For more than 100 years, New York City has been a leader in providing safe drinking water to its citizens.

Keeping our water infrastructure sustainable and secure is not only critical to the health and welfare of our residents, it is also important for our economy.

Although most of it is buried underground, our water and wastewater infrastructure cannot remain, “Out of sight, out of mind.”

In this city, and throughout our nation, water is the lifeblood of our bodies, our economies, and our well-being.

You see, we don’t just use water for drinking. Clean and reliable sources of water and sanitary disposal are necessary for industry, manufacturing, transportation, electricity, even fire-fighting. And the list goes on.

Historically, water has been delivered with a high degree of reliability at relatively low cost so the absence of clean water and sanitary disposal options has been overlooked as a potential vulnerability.

Today, EPA is working to change that. And our focus is on helping utilities address the risk of intentional contamination of drinking water distribution systems.

We are working to ensure that protective measures are in place to prevent incidents and that tools are in place to detect when there may be a problem. Should a problem arise, it is important that we respond to it effectively to minimize disruptions and ensure that our population is safe and our economy is strong.

Through our Water Security Initiative, EPA developed a conceptual design for a contaminant warning system that achieves timely detection and appropriate response in an effort to mitigate health and economic impacts.

The warning system model includes online water quality monitoring, public health surveillance, sampling and analysis, enhanced security monitoring and consumer complaint surveillance. The use of multiple components is expected to attain overall faster detection of a broader range of potential contaminants than reliance on a single technology. Further, these five components work together to give early notice of potential contamination and also help improve overall water quality management.

Our first drinking water contamination warning system pilot in Cincinnati is operational and we are evaluating its experience to identify lessons learned from its deployment and operation, which we will share broadly. And I’m pleased that New York City has agreed to be one of our next two pilot cities.

We expect the pilot program to provide feedback that will help us reduce potential risks to drinking water as well as inform utilities nationwide on effective and sustainable drinking water contamination warning systems.

I would like to congratulate Mayor Bloomberg and the New York City Department of Environmental Protection for taking proactive steps to strengthen New York City’s water system.

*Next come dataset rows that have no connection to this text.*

// SPDX-License-Identifier: Apache-2.0 OR MIT
// Copyright (c) 2025-2026 naskel.com

//! Engine configuration.
//!
//! Sources, weakest first: built-in defaults, a YAML file, environment
//! variables. The file path comes from the caller or `GS_CONFIG`; a
//! missing file at the default location is not an error.

use std::path::{Path, PathBuf};

use serde::{Deserialize, Serialize};
use thiserror::Error;

/// Default configuration file consulted when nothing else is given.
pub const DEFAULT_CONFIG_PATH: &str = "config.yaml";

#[derive(Debug, Error)]
pub enum ConfigError {
    #[error("failed to read config {path:?}: {source}")]
    Read {
        path: PathBuf,
        source: std::io::Error,
    },

    #[error("failed to parse config {path:?}: {source}")]
    Parse {
        path: PathBuf,
        source: serde_yaml::Error,
    },
}

/// Top-level engine configuration.
#[derive(Debug, Clone, Default, Serialize, Deserialize)]
#[serde(default)]
pub struct Config {
    pub ingester: IngesterConfig,
    pub monitoring: MonitoringConfig,
    pub control: ControlConfig,
    pub vault: VaultConfig,
    pub web: WebConfig,
}

/// Ingest endpoint and queue sizing.
#[derive(Debug, Clone, Serialize, Deserialize)]
#[serde(default)]
pub struct IngesterConfig {
    /// Queue capacity. Powers of two keep channel scheduling friendly.
    pub buffer_size: usize,
    /// Bind address for the export RPC.
    pub addr: String,
    pub tls: TlsConfig,
}

impl Default for IngesterConfig {
    fn default() -> Self {
        IngesterConfig {
            buffer_size: 8192,
            addr: ":4317".to_string(),
            tls: TlsConfig::default(),
        }
    }
}

/// TLS material. Certificate plus key enables TLS; a CA file in addition
/// requires and verifies client certificates.
#[derive(Debug, Clone, Default, Serialize, Deserialize)]
#[serde(default)]
pub struct TlsConfig {
    pub cert_file: String,
    pub key_file: String,
    pub ca_file: String,
}

impl TlsConfig {
    pub fn enabled(&self) -> bool {
        !self.cert_file.is_empty() || !self.key_file.is_empty()
    }

    pub fn mutual(&self) -> bool {
        self.enabled() && !self.ca_file.is_empty()
    }
}

/// Resource budgets for the sensing monitor.
#[derive(Debug, Clone, Serialize, Deserialize)]
#[serde(default)]
pub struct MonitoringConfig {
    /// Host RAM budget in bytes.
    pub max_ram: u64,
    /// Fraction of a budget at which a signal turns Yellow.
    pub yellow_threshold: f64,
    /// Fraction of a budget at which a signal turns Red.
    pub red_threshold: f64,
    /// Ingester byte budget.
    pub ingester_budget: u64,
    /// Vault byte budget.
    pub vault_budget: u64,
}

impl Default for MonitoringConfig {
    fn default() -> Self {
        MonitoringConfig {
            max_ram: 512 * 1024 * 1024,
            yellow_threshold: 0.80,
            red_threshold: 0.95,
            ingester_budget: 64 * 1024 * 1024,
            vault_budget: 64 * 1024 * 1024,
        }
    }
}

/// Management plane listeners.
#[derive(Debug, Clone, Serialize, Deserialize)]
#[serde(default)]
pub struct ControlConfig {
    /// TCP bind address for the mTLS management endpoint.
    pub addr: String,
    /// Unix socket path. Deliberately has no platform default; empty
    /// disables the local listener.
    pub socket_path: String,
}

impl Default for ControlConfig {
    fn default() -> Self {
        ControlConfig {
            addr: ":9092".to_string(),
            socket_path: String::new(),
        }
    }
}

/// Durable spill settings. An empty directory disables the vault.
#[derive(Debug, Clone, Serialize, Deserialize)]
#[serde(default)]
pub struct VaultConfig {
    pub dir: String,
    pub segment_size: u64,
    /// Replay rate limit in items per second; zero means no base rate.
    pub replay_rate: u32,
}

impl Default for VaultConfig {
    fn default() -> Self {
        VaultConfig {
            dir: String::new(),
            segment_size: 64 * 1024 * 1024,
            replay_rate: 0,
        }
    }
}

/// Dashboard and metrics listener. Empty address disables it.
#[derive(Debug, Clone, Default, Serialize, Deserialize)]
#[serde(default)]
pub struct WebConfig {
    pub addr: String,
}

impl Config {
    /// Load from `path`, `GS_CONFIG`, or the default location, then apply
    /// environment overrides.
    pub fn load(path: Option<&Path>) -> Result<Config, ConfigError> {
        let mut cfg = Self::load_file(path)?;
        cfg.apply_env(|key| std::env::var(key).ok());
        Ok(cfg)
    }

    fn load_file(path: Option<&Path>) -> Result<Config, ConfigError> {
        let (path, explicit) = match path {
            Some(p) => (p.to_path_buf(), true),
            None => match std::env::var("GS_CONFIG") {
                Ok(p) if !p.is_empty() => (PathBuf::from(p), true),
                _ => (PathBuf::from(DEFAULT_CONFIG_PATH), false),
            },
        };

        let raw = match std::fs::read_to_string(&path) {
            Ok(raw) => raw,
            Err(err) if err.kind() == std::io::ErrorKind::NotFound && !explicit => {
                return Ok(Config::default());
            }
            Err(source) => return Err(ConfigError::Read { path, source }),
        };

        serde_yaml::from_str(&raw).map_err(|source| ConfigError::Parse { path, source })
    }

    /// Apply environment overrides through a lookup function, so tests
    /// can inject values without touching the process environment.
    pub fn apply_env<F>(&mut self, lookup: F)
    where
        F: Fn(&str) -> Option<String>,
    {
        let mut set = |key: &str, slot: &mut String| {
            if let Some(value) = lookup(key) {
                if !value.is_empty() {
                    *slot = value;
                }
            }
        };
        set("GS_INGEST_ADDR", &mut self.ingester.addr);
        set("GS_INGEST_CERT", &mut self.ingester.tls.cert_file);
        set("GS_INGEST_KEY", &mut self.ingester.tls.key_file);
        set("GS_INGEST_CA", &mut self.ingester.tls.ca_file);
        set("GS_CONTROL_ADDR", &mut self.control.addr);
        set("GS_CONTROL_SOCKET", &mut self.control.socket_path);
        set("GS_VAULT_DIR", &mut self.vault.dir);
    }
}

#[cfg(test)]
mod tests {
    use super::*;
    use std::collections::HashMap;
    use std::io::Write;

    #[test]
    fn defaults_are_sane() {
        let cfg = Config::default();
        assert_eq!(cfg.ingester.buffer_size, 8192);
        assert_eq!(cfg.ingester.addr, ":4317");
        assert_eq!(cfg.control.addr, ":9092");
        assert!(cfg.control.socket_path.is_empty());
        assert!(cfg.vault.dir.is_empty());
        assert!((cfg.monitoring.yellow_threshold - 0.80).abs() < f64::EPSILON);
        assert!((cfg.monitoring.red_threshold - 0.95).abs() < f64::EPSILON);
    }

    #[test]
    fn yaml_overrides_defaults() {
        let mut file = tempfile::NamedTempFile::new().expect("tempfile");
        writeln!(
            file,
            "ingester:\n  buffer_size: 256\n  addr: \":5317\"\nvault:\n  dir: /var/lib/gship\n  segment_size: 1048576\nmonitoring:\n  ingester_budget: 1000"
        )
        .expect("write");

        let cfg = Config::load(Some(file.path())).expect("load");
        assert_eq!(cfg.ingester.buffer_size, 256);
        assert_eq!(cfg.ingester.addr, ":5317");
        assert_eq!(cfg.vault.dir, "/var/lib/gship");
        assert_eq!(cfg.vault.segment_size, 1024 * 1024);
        assert_eq!(cfg.monitoring.ingester_budget, 1000);
        // Untouched sections keep defaults.
        assert_eq!(cfg.control.addr, ":9092");
        assert_eq!(cfg.monitoring.vault_budget, 64 * 1024 * 1024);
    }

    #[test]
    fn env_overrides_file_values() {
        let mut cfg = Config::default();
        cfg.ingester.addr = ":5317".to_string();

        let env: HashMap<&str, &str> = [
            ("GS_INGEST_ADDR", ":6317"),
            ("GS_INGEST_CERT", "/etc/gship/tls.crt"),
            ("GS_INGEST_KEY", "/etc/gship/tls.key"),
            ("GS_CONTROL_SOCKET", "/run/gship/control.sock"),
        ]
        .into_iter()
        .collect();
        cfg.apply_env(|key| env.get(key).map(|v| v.to_string()));

        assert_eq!(cfg.ingester.addr, ":6317");
        assert_eq!(cfg.ingester.tls.cert_file, "/etc/gship/tls.crt");
        assert_eq!(cfg.ingester.tls.key_file, "/etc/gship/tls.key");
        assert_eq!(cfg.control.socket_path, "/run/gship/control.sock");
        assert!(cfg.ingester.tls.enabled());
        assert!(!cfg.ingester.tls.mutual());
    }

    #[test]
    fn missing_explicit_file_is_an_error() {
        let err = Config::load(Some(Path::new("/nonexistent/gship.yaml"))).unwrap_err();
        assert!(matches!(err, ConfigError::Read { .. }));
    }

    #[test]
    fn tls_mutual_requires_all_three_files() {
        let mut tls = TlsConfig::default();
        assert!(!tls.enabled());
        tls.cert_file = "cert".into();
        tls.key_file = "key".into();
        assert!(tls.enabled());
        assert!(!tls.mutual());
        tls.ca_file = "ca".into();
        assert!(tls.mutual());
    }
}
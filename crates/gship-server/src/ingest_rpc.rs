// SPDX-License-Identifier: Apache-2.0 OR MIT
// Copyright (c) 2025-2026 naskel.com

//! OTLP-style export endpoint.
//!
//! The handler does exactly four things before returning: size the
//! serialized request, lease a buffer that big, marshal into it, and
//! hand the lease to the reflex. Backpressure never surfaces here - a
//! full queue becomes a counted spill inside the ingester, and the
//! caller still gets an empty success response.

use std::sync::Arc;

use prost::Message;
use tokio_util::sync::CancellationToken;
use tonic::{Request, Response, Status};
use tracing::error;

use gship_proto::logs::v1::logs_service_server::LogsService;
use gship_proto::logs::v1::{ExportLogsRequest, ExportLogsResponse};

use crate::status::EngineDeps;

/// gRPC surface delegating to the core ingester.
#[derive(Clone)]
pub struct LogsIngestService {
    deps: Arc<EngineDeps>,
    token: CancellationToken,
}

impl LogsIngestService {
    pub fn new(deps: Arc<EngineDeps>, token: CancellationToken) -> Self {
        LogsIngestService { deps, token }
    }
}

#[tonic::async_trait]
impl LogsService for LogsIngestService {
    async fn export(
        &self,
        request: Request<ExportLogsRequest>,
    ) -> Result<Response<ExportLogsResponse>, Status> {
        let message = request.into_inner();
        let size = message.encoded_len();

        let mut lease = self.deps.pool.acquire(size);
        if let Err(err) = message.encode(lease.vec_mut()) {
            error!(error = %err, "failed to marshal export request");
            return Err(Status::internal("failed to marshal export request"));
        }

        self.deps.monitor.report_ingester_usage(size as i64);
        self.deps.ingester.ingest(lease, &self.token);

        Ok(Response::new(ExportLogsResponse {}))
    }
}

#[cfg(test)]
mod tests {
    use super::*;
    use gship::buffer::BufferPool;
    use gship::ingest::Ingester;
    use gship::metrics::EngineMetrics;
    use gship::pressure::{Monitor, MonitorConfig, PressureSource, PressureState};
    use gship_proto::logs::v1::{LogRecord, ResourceLogs, ScopeLogs};
    use std::time::Instant;

    fn deps_with_queue(capacity: usize) -> Arc<EngineDeps> {
        let metrics = Arc::new(EngineMetrics::new());
        let state = PressureState::new(Arc::clone(&metrics));
        let monitor = Monitor::new(
            MonitorConfig::default(),
            Arc::clone(&state),
            Arc::clone(&metrics),
        );
        let pool = BufferPool::new();
        let ingester = Ingester::new(
            capacity,
            Arc::clone(&pool),
            Arc::clone(&monitor),
            Arc::clone(&metrics),
        );
        Arc::new(EngineDeps {
            state,
            monitor,
            pool,
            metrics,
            ingester,
            start_time: Instant::now(),
        })
    }

    fn sample_request(body: &str) -> ExportLogsRequest {
        ExportLogsRequest {
            resource_logs: vec![ResourceLogs {
                resource: None,
                scope_logs: vec![ScopeLogs {
                    scope_name: "test".into(),
                    log_records: vec![LogRecord {
                        time_unix_nano: 1,
                        observed_time_unix_nano: 2,
                        severity_number: 9,
                        severity_text: "INFO".into(),
                        body: body.into(),
                        attributes: vec![],
                    }],
                }],
            }],
        }
    }

    #[tokio::test]
    async fn export_enqueues_and_reports_usage() {
        let deps = deps_with_queue(8);
        let svc = LogsIngestService::new(Arc::clone(&deps), CancellationToken::new());

        let response = svc
            .export(Request::new(sample_request("hello")))
            .await
            .expect("export");
        let _ = response.into_inner();

        assert_eq!(deps.ingester.queue_depth(), 1);
        assert!(deps.monitor.ingester_usage() > 0);
        assert_eq!(deps.ingester.spilled_count(), 0);
    }

    #[tokio::test]
    async fn saturation_spills_second_export() {
        // Queue capacity 1 and no drain worker: the second export must
        // take the fallback, count one spill, and still succeed.
        let deps = deps_with_queue(1);
        let svc = LogsIngestService::new(Arc::clone(&deps), CancellationToken::new());

        svc.export(Request::new(sample_request("first")))
            .await
            .expect("first export");
        svc.export(Request::new(sample_request("second")))
            .await
            .expect("second export");

        assert_eq!(deps.ingester.spilled_count(), 1);
        assert_eq!(deps.metrics.spills_total(), 1);
        // Spilled lease released; only the queued one remains live.
        assert_eq!(deps.pool.live_leases(), 1);
    }
}
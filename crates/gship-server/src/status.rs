// SPDX-License-Identifier: Apache-2.0 OR MIT
// Copyright (c) 2025-2026 naskel.com

//! Status snapshots shared by the control plane and the dashboard.

use std::sync::Arc;
use std::time::Instant;

use gship::buffer::BufferPool;
use gship::ingest::Ingester;
use gship::metrics::EngineMetrics;
use gship::pressure::{Monitor, PressureSource, PressureState, Zone};
use gship_proto::control::v1 as control_proto;

/// Handles every surface needs to describe the engine.
pub struct EngineDeps {
    pub state: Arc<PressureState>,
    pub monitor: Arc<Monitor>,
    pub pool: Arc<BufferPool>,
    pub metrics: Arc<EngineMetrics>,
    pub ingester: Arc<Ingester>,
    pub start_time: Instant,
}

/// Map the engine zone onto the wire enum.
pub fn proto_zone(zone: Zone) -> control_proto::Zone {
    match zone {
        Zone::Green => control_proto::Zone::Green,
        Zone::Yellow => control_proto::Zone::Yellow,
        Zone::Red => control_proto::Zone::Red,
    }
}

/// One status snapshot.
///
/// `heap_objects` reports live pool leases - the closest analog of
/// heap-resident ingest objects this runtime can observe - and
/// `goroutine_count` carries the monitor's sampled concurrency count
/// under its wire-pinned name.
pub fn status_snapshot(deps: &EngineDeps) -> control_proto::StatusResponse {
    control_proto::StatusResponse {
        zone: proto_zone(deps.state.zone()) as i32,
        pressure_score: deps.monitor.cpu_score(),
        memory_usage_bytes: deps.monitor.total_usage(),
        heap_objects: deps.pool.live_leases(),
        goroutine_count: deps.monitor.live_tasks(),
    }
}

/// Snapshot as the JSON document pushed to dashboard clients.
pub fn status_json(deps: &EngineDeps) -> String {
    let zone = deps.state.zone();
    serde_json::json!({
        "zone": zone.as_str(),
        "zone_index": zone as u32,
        "pressure_score": deps.monitor.cpu_score(),
        "memory_usage_bytes": deps.monitor.total_usage(),
        "heap_objects": deps.pool.live_leases(),
        "task_count": deps.monitor.live_tasks(),
        "spills_total": deps.metrics.spills_total(),
        "processed_total": deps.metrics.processed_total(),
        "queue_depth": deps.ingester.queue_depth(),
        "queue_capacity": deps.ingester.queue_capacity(),
        "uptime_seconds": deps.start_time.elapsed().as_secs(),
    })
    .to_string()
}
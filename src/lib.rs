//! Client-side URL router with bidirectional URI and view-state
//! synchronization.
//!
//! `routesync` maps browser-visible URIs (path, query string, hash
//! fragment) to application views and keeps the URI, the history stack and
//! a live view's observable state synchronized in both directions:
//!
//! - **Pattern matching**: route patterns mix literal segments with named
//!   parameters (`/items/:id/:filter?/:n(\d+)`), compiled once into a
//!   lenient and a strict matcher ([`pattern::RoutePattern`]).
//! - **Dispatch**: first-match-wins over the registration-ordered route
//!   table, with decision logic that distinguishes a real view transition
//!   from a history-only resync ([`router::Router`]).
//! - **State feedback**: a route declares which view keys it observes
//!   ([`route::ObserveSpec`]); query-observed keys serialize back into the
//!   URL query string, fragment-observed keys into a `#!<json>` hash, and
//!   state-observed keys into the opaque history-entry payload.
//!
//! The view-component lifecycle stays with the embedding UI framework
//! behind the [`view::View`]/[`view::ViewFactory`] traits, and all browser
//! access goes through the [`env::Environment`] and [`env::HistoryBackend`]
//! capability traits, so the whole state machine runs headlessly:
//!
//! ```
//! use routesync::{ObserveSpec, RouteHandler, Router};
//!
//! let router = Router::builder().build();
//! router
//! 	.add_route(
//! 		"/items/:id",
//! 		RouteHandler::callback(|ctx| {
//! 			println!("item {:?}", ctx.data.get("id"));
//! 		}),
//! 		ObserveSpec::new(),
//! 	)
//! 	.unwrap();
//!
//! router.dispatch("/items/42", Default::default());
//! ```

pub mod codec;
pub mod env;
pub mod error;
pub mod pattern;
pub mod route;
pub mod router;
pub mod uri;
pub mod view;

pub use codec::DataMap;
pub use env::{
	Environment, HistoryBackend, HistoryEntry, HistoryOp, LinkEvent, MemoryEnvironment,
	MemoryHistory,
};
pub use error::{PatternError, RouterError};
pub use pattern::RoutePattern;
pub use route::{ObserveSpec, Route, RouteState};
pub use router::{DispatchOptions, LinkFilter, Router, RouterBuilder};
pub use uri::Uri;
pub use view::{
	CallbackContext, ObserveOptions, READY_KEY, RouteHandler, View, ViewContext, ViewFactory,
	ViewObserver,
};
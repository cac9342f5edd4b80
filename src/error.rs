//! Error types for routing.

use thiserror::Error;

/// Error type for route pattern compilation.
///
/// Pattern compilation is a one-time, setup-phase operation under developer
/// control, so it is strict: every failure surfaces immediately at route
/// registration.
#[derive(Debug, Clone, PartialEq, Eq, Error)]
pub enum PatternError {
	/// Pattern string exceeds the maximum allowed length.
	#[error("pattern length {length} exceeds maximum allowed length of {max} bytes")]
	TooLong {
		/// Actual pattern length in bytes.
		length: usize,
		/// Maximum allowed length.
		max: usize,
	},

	/// Pattern has too many path segments.
	#[error("pattern has {count} path segments, exceeding maximum of {max}")]
	TooManySegments {
		/// Actual segment count.
		count: usize,
		/// Maximum allowed count.
		max: usize,
	},

	/// The compiled matcher is not a valid regular expression.
	///
	/// Custom parameter constraints are inserted verbatim, so an unbalanced
	/// `)` in a constraint body ends up here.
	#[error("failed to compile pattern regex: {0}")]
	Regex(String),
}

/// Error type for router operations.
#[derive(Debug, Clone, PartialEq, Eq, Error)]
pub enum RouterError {
	/// A route pattern failed to compile at registration time.
	#[error("invalid route pattern `{pattern}`: {source}")]
	InvalidPattern {
		/// The offending pattern string.
		pattern: String,
		/// The underlying compilation error.
		#[source]
		source: PatternError,
	},

	/// No registered route carries the requested name.
	#[error("unknown route name: {0}")]
	UnknownRouteName(String),

	/// A required parameter was not supplied for reverse URL generation.
	#[error("missing parameter `{0}` for reverse lookup")]
	MissingParameter(String),
}

#[cfg(test)]
mod tests {
	use super::*;
	use rstest::rstest;

	#[rstest]
	fn test_pattern_error_display() {
		let err = PatternError::TooLong {
			length: 2048,
			max: 1024,
		};
		assert!(err.to_string().contains("2048"));
		assert!(err.to_string().contains("1024"));
	}

	#[rstest]
	fn test_router_error_display() {
		assert_eq!(
			RouterError::UnknownRouteName("detail".to_string()).to_string(),
			"unknown route name: detail"
		);
		assert_eq!(
			RouterError::MissingParameter("id".to_string()).to_string(),
			"missing parameter `id` for reverse lookup"
		);
	}

	#[rstest]
	fn test_invalid_pattern_carries_source() {
		let err = RouterError::InvalidPattern {
			pattern: "/a/:b(".to_string(),
			source: PatternError::Regex("unclosed group".to_string()),
		};
		assert!(err.to_string().contains("/a/:b("));
		assert!(std::error::Error::source(&err).is_some());
	}
}
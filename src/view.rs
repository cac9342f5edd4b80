//! The seam to the external UI-component framework.
//!
//! The router never renders anything itself. Routes flagged as view routes
//! ask a [`ViewFactory`] to construct a live view and then talk to it
//! through the [`View`] trait: read observed values back with `get`, write
//! flags with `set`, register one change observer over all observed keys,
//! and tear the view down when the route is replaced. Routes that are not
//! view routes invoke a plain callback once and retain nothing.

use std::fmt;
use std::sync::Arc;

use serde_json::Value;

use crate::codec::DataMap;
use crate::uri::Uri;

/// Key set on every freshly constructed view once the router is done
/// initializing it, so templates can distinguish the initial render from
/// post-init reactivity.
pub const READY_KEY: &str = "__ready";

/// Change observer registered on a view.
pub type ViewObserver = Arc<dyn Fn() + Send + Sync>;

/// Options for [`View::observe`].
#[derive(Debug, Clone, Copy, Default)]
pub struct ObserveOptions {
	/// Whether the observer fires once immediately on registration.
	/// The router always subscribes with `init: false`.
	pub init: bool,
}

/// A live view instance owned by a route.
///
/// Implementations are expected to be handles into the owning UI
/// framework's component; the router only requires this surface.
pub trait View: Send {
	/// Reads the current value of a key. Missing keys read as
	/// [`Value::Null`].
	fn get(&self, key: &str) -> Value;

	/// Writes a value.
	fn set(&mut self, key: &str, value: Value);

	/// Registers a single observer over a space-joined key list.
	fn observe(&mut self, keys: &str, observer: ViewObserver, options: ObserveOptions);

	/// Tears the view down. Called exactly once, from the owning route's
	/// destroy.
	fn teardown(&mut self);
}

/// Construction context handed to a [`ViewFactory`].
#[derive(Debug, Clone)]
pub struct ViewContext {
	/// Where the view should mount, when the router was configured with a
	/// mount point.
	pub mount_point: Option<String>,
	/// Merged seed + path + observed query/fragment data.
	pub data: DataMap,
}

/// Constructs view instances for a view route.
pub trait ViewFactory: Send + Sync {
	/// Builds a live view. The framework may finish sub-resource loading
	/// asynchronously; the router treats activation as fire and forget.
	fn create(&self, ctx: ViewContext) -> Box<dyn View>;
}

impl<F> ViewFactory for F
where
	F: Fn(ViewContext) -> Box<dyn View> + Send + Sync,
{
	fn create(&self, ctx: ViewContext) -> Box<dyn View> {
		self(ctx)
	}
}

/// Invocation context handed to a plain-callback route.
#[derive(Debug, Clone)]
pub struct CallbackContext {
	/// The router's configured mount point.
	pub mount_point: Option<String>,
	/// Merged seed + path + observed query/fragment data.
	pub data: DataMap,
	/// The URI being dispatched.
	pub uri: Uri,
}

/// What a route does when activated: construct a view, or fire a callback.
///
/// The view variant is the explicit-composition form of handler
/// decoration: the router drives the fixed lifecycle (merge data,
/// construct, observe, flag ready) around the factory instead of extending
/// the user's component type.
#[derive(Clone)]
pub enum RouteHandler {
	/// Instantiate a view and keep it alive until the next transition.
	View(Arc<dyn ViewFactory>),
	/// Invoke a callback once; nothing is retained.
	Callback(Arc<dyn Fn(CallbackContext) + Send + Sync>),
}

impl RouteHandler {
	/// Wraps a view factory.
	pub fn view<F>(factory: F) -> Self
	where
		F: ViewFactory + 'static,
	{
		Self::View(Arc::new(factory))
	}

	/// Wraps a plain callback.
	pub fn callback<F>(callback: F) -> Self
	where
		F: Fn(CallbackContext) + Send + Sync + 'static,
	{
		Self::Callback(Arc::new(callback))
	}

	/// Whether this handler owns a view lifecycle.
	pub fn is_view(&self) -> bool {
		matches!(self, Self::View(_))
	}
}

impl fmt::Debug for RouteHandler {
	fn fmt(&self, f: &mut fmt::Formatter<'_>) -> fmt::Result {
		match self {
			Self::View(_) => f.write_str("RouteHandler::View"),
			Self::Callback(_) => f.write_str("RouteHandler::Callback"),
		}
	}
}

#[cfg(test)]
mod tests {
	use super::*;

	#[test]
	fn test_handler_kind() {
		struct NullView;

		impl View for NullView {
			fn get(&self, _key: &str) -> Value {
				Value::Null
			}
			fn set(&mut self, _key: &str, _value: Value) {}
			fn observe(&mut self, _keys: &str, _observer: ViewObserver, _options: ObserveOptions) {}
			fn teardown(&mut self) {}
		}

		let view = RouteHandler::view(|_ctx: ViewContext| Box::new(NullView) as Box<dyn View>);
		let callback = RouteHandler::callback(|_ctx| {});

		assert!(view.is_view());
		assert!(!callback.is_view());
		assert_eq!(format!("{view:?}"), "RouteHandler::View");
	}
}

This announcement – and the city’s continued commitment to its sources of drinking water – is important because our nation’s significant water infrastructure challenges cannot be addressed by federal regulations, or federal funding alone.

The challenge of our nation’s water and wastewater infrastructure is not just an EPA challenge, a state challenge, or a New York City challenge … it’s everyone’s challenge.

Through technology, innovation and collaboration, I am confident that together we can provide clean, safe and secure water for every American.

Thank you.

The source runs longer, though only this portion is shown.